To ogromne wyzwanie dla obu stowarzyszeń. Także polskiego. Kwota dofinansowania jest o ponad 20% niższa, niż początkowo zakładano. A koszty usług budowlanych są, jak mówi Maria Król, o ponad 30% wyższe.

– Będziemy robić wszystko, żeby rodzinny dom powstał – mówi Małgorzata Pogudz-Kusiak. – Żyję ogromną nadzieją, że tak się stanie, że ludzie nam pomogą. Bo nas nie będzie, a ten dom będzie stał. Będzie służył tym osobom, które całe życie cierpią z powodu niepełnosprawności, a na starość nie mają żadnej opieki.

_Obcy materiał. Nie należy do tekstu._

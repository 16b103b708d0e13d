//! Volatility regime service (C3 / §4.3): wraps C2's realized volatility
//! with a regime classifier.

pub mod regime;
pub mod tools;

use rpc_core::registry::ToolRegistry;
use rpc_core::server::{build_router, ServiceState};
use shared_models::ports::market_url;
use std::net::SocketAddr;
use std::sync::Arc;
use tools::{register_tools, VolatilityState};
use tracing::info;

pub const SERVICE_NAME: &str = "volatility";
pub const SERVICE_VERSION: &str = "1.0.0";

pub async fn run(port: u16) -> anyhow::Result<()> {
    let state = Arc::new(VolatilityState::new(market_url()));

    let mut tools = ToolRegistry::new();
    register_tools(&mut tools, state);

    let service_state = Arc::new(ServiceState::new(SERVICE_NAME, SERVICE_VERSION, tools));
    let router = build_router(service_state);

    let addr = SocketAddr::from(([0, 0, 0, 0], port));
    info!(service = SERVICE_NAME, %addr, "starting service");
    let listener = tokio::net::TcpListener::bind(addr).await?;
    axum::serve(listener, router).await?;
    Ok(())
}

Jak podają członkowie stowarzyszenia, jeśli uda się uzyskać odpowiednie dokumenty i pozwolenia oraz niezbędne środki finansowe, w ciągu najbliższych kilku miesięcy być może rozpoczną się obie budowy.

Informacje o tym, jak wspomóc Stowarzyszenie „Krok za krokiem”, można znaleźć na stronie organizacji i na jej profilu facebookowym.